Nella mia vita ci piove dentro
Michele ha una brutta storia alle spalle e, a dirla tutta, nemmeno il suo presente è gran cosa. Fa il barista in un locale dove si suona jazz, vive da solo in un appartamento nel centro di Napoli, da dove vede e sente tutto. Non ha una donna da un sacco di anni, ha un unico amico che vede di rado perché gira il mondo suonando su una nave da crociera e una psicologa dell’asl che invece vede regolarmente da una decina d’anni. Michele è cresciuto con una madre che si è comportata con lui come la peggiore strega delle favole, umiliandolo e odiandolo per essere sopravvissuto al fratellino, debole e malaticcio, morto a sei anni. La vita di Michele è stata un inferno, nonostante la comprensione del padre, morto però troppo presto. Le continue vessazioni della madre gli hanno causato, oltre alla balbuzie, devastanti crisi epilettiche che, poco più che adolescente, per colpa di medici frettolosi e incompetenti, lo hanno fatto finire in manicomio, dove è rimasto molti anni. Quando anche la madre è morta Michele si è ritrovato solo, il suo amico Giovanni è riuscito a tirarlo fuori dal manicomio e don Raffaele, un vecchio amico del padre, gli ha offerto un posto nel suo locale. Adesso Michele fa i conti tutti i giorni con la sua solitudine e con le sue trombe. La prima è quella che gli ha sfasciato la madre in uno dei suoi continui attacchi d’ira. La conserva ancora, in una scatola, ma guardarla gli procura troppa sofferenza. La seconda è quella che gli regalò il padre quando la prima venne distrutta dalla madre e la terza, una bellissima Bach Stradivarius, è quella che si è comprato lui. Michele ha costruito una stanzetta insonorizzata sul terrazzo, dove si rinchiude a suonare, a dar corpo, attraverso i suoni, alle forme della sua mente, al suo passato e al suo futuro. Poi un giorno incontra Marta, una giovane musicista che sembra interessarsi molto a lui. Michele, nonostante la gioia e l’emozione per questo incontro inaspettato, ha paura a rivelare il suo passato, il manicomio, la malattia mentale. Ma il terrore più grande di tutti è quello di suonare davanti a qualcuno…

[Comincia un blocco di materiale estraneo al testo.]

//! Sources of users and travel plans.
//!
//! The REST API owns this data; [`ApiStore`] reads it over HTTP. For local
//! runs and tests, [`MemoryStore`] keeps the same records in process behind
//! an `Arc<RwLock<>>`, so clones share one view and many readers can resolve
//! locations while plan edits take the write lock.

use std::collections::HashMap;
use std::future::Future;
use std::path::Path;
use std::sync::Arc;
use std::time::Duration;
use tokio::sync::RwLock;

use anyhow::{Context, Result};
use serde::Deserialize;
use wreq::Client;

use crate::types::{TravelPlan, User};

/// Read access to users and their travel plans
pub trait TravelPlanStore: Send + Sync {
    fn travel_plans(&self, user_id: i64) -> impl Future<Output = Result<Vec<TravelPlan>>> + Send;

    fn user(&self, user_id: i64) -> impl Future<Output = Result<Option<User>>> + Send;
}

/// Fetch a user and their plans concurrently.
///
/// A failed plan fetch degrades to an empty list so the user still resolves
/// as "at home". Returns `Ok(None)` when the user does not exist.
pub async fn load_user_with_plans<S: TravelPlanStore>(
    store: &S,
    user_id: i64,
) -> Result<Option<(User, Vec<TravelPlan>)>> {
    let (user, plans) = futures::join!(store.user(user_id), store.travel_plans(user_id));

    let Some(user) = user.with_context(|| format!("Failed to load user {}", user_id))? else {
        return Ok(None);
    };

    let plans = plans.unwrap_or_else(|e| {
        tracing::warn!("Failed to load travel plans for user {}: {:#}", user_id, e);
        Vec::new()
    });

    Ok(Some((user, plans)))
}

/// In-process store shared across all clones
#[derive(Clone, Default)]
pub struct MemoryStore {
    inner: Arc<RwLock<MemoryStoreInner>>,
}

#[derive(Default)]
struct MemoryStoreInner {
    users: HashMap<i64, User>,
    plans: HashMap<i64, Vec<TravelPlan>>,
    next_plan_id: i64,
}

/// Seed file layout: `{"users": [...], "travelPlans": [...]}`
#[derive(Debug, Default, Deserialize)]
#[serde(rename_all = "camelCase")]
pub struct Seed {
    #[serde(default)]
    pub users: Vec<User>,
    #[serde(default)]
    pub travel_plans: Vec<TravelPlan>,
}

impl MemoryStore {
    pub fn new() -> Self {
        Self::default()
    }

    /// Load users and plans from a JSON seed file.
    ///
    /// Plans without a `userId` cannot be attributed to anyone and are skipped.
    pub async fn from_seed_file(path: impl AsRef<Path>) -> Result<Self> {
        let path = path.as_ref();
        let raw = tokio::fs::read_to_string(path)
            .await
            .with_context(|| format!("Failed to read seed file {}", path.display()))?;
        let seed: Seed = serde_json::from_str(&raw)
            .with_context(|| format!("Failed to parse seed file {}", path.display()))?;

        let store = Self::new();
        store.load_seed(seed).await;
        Ok(store)
    }

    pub async fn load_seed(&self, seed: Seed) {
        let user_count = seed.users.len();
        for user in seed.users {
            self.insert_user(user).await;
        }

        let mut plan_count = 0;
        for plan in seed.travel_plans {
            match plan.user_id {
                Some(owner) => {
                    if self.add_plan(owner, plan).await.is_some() {
                        plan_count += 1;
                    }
                }
                None => tracing::warn!("Skipping seed plan to '{}' with no userId", plan.destination),
            }
        }

        tracing::info!("Seeded memory store: {} users, {} travel plans", user_count, plan_count);
    }

    pub async fn insert_user(&self, user: User) {
        let mut inner = self.inner.write().await;
        inner.users.insert(user.id, user);
    }

    /// Add a plan owned by `owner`, returning its id.
    ///
    /// Keeps the plan's own id when it has one; otherwise assigns the next
    /// free id. Returns `None` if the id is already taken or ids are exhausted.
    pub async fn add_plan(&self, owner: i64, mut plan: TravelPlan) -> Option<i64> {
        let mut inner = self.inner.write().await;
        let id = match plan.id {
            Some(id) => id,
            None => {
                let Some(next) = inner.next_plan_id.checked_add(1) else {
                    tracing::warn!("Travel plan ids exhausted, rejecting plan for user {}", owner);
                    return None;
                };
                next
            }
        };

        if inner.plans.values().flatten().any(|p| p.id == Some(id)) {
            tracing::warn!("Rejecting travel plan with duplicate id {}", id);
            return None;
        }
        inner.next_plan_id = inner.next_plan_id.max(id);

        plan.id = Some(id);
        plan.user_id = Some(owner);
        inner.plans.entry(owner).or_default().push(plan);
        Some(id)
    }

    /// Replace one of `owner`'s plans. Returns false if `owner` has no plan
    /// with that id.
    pub async fn update_plan(&self, owner: i64, plan_id: i64, mut plan: TravelPlan) -> bool {
        let mut inner = self.inner.write().await;
        let Some(slot) = inner
            .plans
            .get_mut(&owner)
            .and_then(|plans| plans.iter_mut().find(|p| p.id == Some(plan_id)))
        else {
            return false;
        };

        plan.id = Some(plan_id);
        plan.user_id = Some(owner);
        *slot = plan;
        true
    }

    /// Delete one of `owner`'s plans. Returns false if nothing was removed.
    pub async fn delete_plan(&self, owner: i64, plan_id: i64) -> bool {
        let mut inner = self.inner.write().await;
        let Some(plans) = inner.plans.get_mut(&owner) else {
            return false;
        };
        let before = plans.len();
        plans.retain(|p| p.id != Some(plan_id));
        plans.len() != before
    }
}

impl TravelPlanStore for MemoryStore {
    async fn travel_plans(&self, user_id: i64) -> Result<Vec<TravelPlan>> {
        let inner = self.inner.read().await;
        Ok(inner.plans.get(&user_id).cloned().unwrap_or_default())
    }

    async fn user(&self, user_id: i64) -> Result<Option<User>> {
        let inner = self.inner.read().await;
        Ok(inner.users.get(&user_id).cloned())
    }
}

/// Store backed by the Nearby Traveler REST API
#[derive(Clone)]
pub struct ApiStore {
    http_client: Client,
    base_url: String,
}

impl ApiStore {
    pub fn new(base_url: &str, timeout: Duration) -> Result<Self> {
        let http_client = Client::builder()
            .timeout(timeout)
            .gzip(true)
            .build()
            .context("Failed to build HTTP client")?;

        Ok(Self {
            http_client,
            base_url: base_url.trim_end_matches('/').to_string(),
        })
    }

    pub fn base_url(&self) -> &str {
        &self.base_url
    }
}

impl TravelPlanStore for ApiStore {
    async fn travel_plans(&self, user_id: i64) -> Result<Vec<TravelPlan>> {
        let url = format!("{}/api/travel-plans/{}", self.base_url, user_id);
        tracing::debug!("GET {}", url);

        let plans = self
            .http_client
            .get(&url)
            .send()
            .await
            .with_context(|| format!("Request to {} failed", url))?
            .error_for_status()?
            .json::<Vec<TravelPlan>>()
            .await
            .context("Invalid travel plans payload")?;

        Ok(plans)
    }

    async fn user(&self, user_id: i64) -> Result<Option<User>> {
        let url = format!("{}/api/users/{}", self.base_url, user_id);
        tracing::debug!("GET {}", url);

        let resp = self
            .http_client
            .get(&url)
            .send()
            .await
            .with_context(|| format!("Request to {} failed", url))?;

        if resp.status().as_u16() == 404 {
            return Ok(None);
        }

        let user = resp
            .error_for_status()?
            .json::<User>()
            .await
            .context("Invalid user payload")?;

        Ok(Some(user))
    }
}

/// Store selected at startup
#[derive(Clone)]
pub enum Store {
    Memory(MemoryStore),
    Api(ApiStore),
}

impl TravelPlanStore for Store {
    async fn travel_plans(&self, user_id: i64) -> Result<Vec<TravelPlan>> {
        match self {
            Store::Memory(store) => store.travel_plans(user_id).await,
            Store::Api(store) => store.travel_plans(user_id).await,
        }
    }

    async fn user(&self, user_id: i64) -> Result<Option<User>> {
        match self {
            Store::Memory(store) => store.user(user_id).await,
            Store::Api(store) => store.user(user_id).await,
        }
    }
}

Un romanzo tenero e commovente, scritto con una padronanza di stile e una leggerezza di fondo grazie alle quali la storia non vira mai verso toni patetici o melodrammatici. Il protagonista riesce a comunicarci il suo dolore, ma lo fa con una consapevolezza talmente lucida da non rischiare mai il pietismo, anzi, a tratti (molto spesso, in verità) riesce anche ad essere ironico e l’ironia più bella e fulminante è proprio quella di chi, almeno a un primo sguardo, ha ben poco di cui sorridere. Ma Michele è un uomo solo apparentemente borderline, in realtà si dimostra estremamente vigile, consapevole di sé e della realtà che lo circonda. Bellissime, a tal proposito, le amare considerazione su Napoli e la sua variopinta umanità. E struggente il viaggio in treno verso il  mare con i tre pazienti della struttura per malati mentali, che costituiranno il pubblico davanti al quale, sulla spiaggia, Michele si esibirà per la prima volta.  Salvio Formisano, già finalista al Premio Viareggio col suo precedente romanzo L’accordatore di destini, ci regala una storia blues in cui il dolore e le sofferenze personali si mescolano con quelle del mondo, ma gli accordi, come in una struggente creazione di Charlie Parker, lasciano sempre intravedere una possibilità di salvezza e redenzione.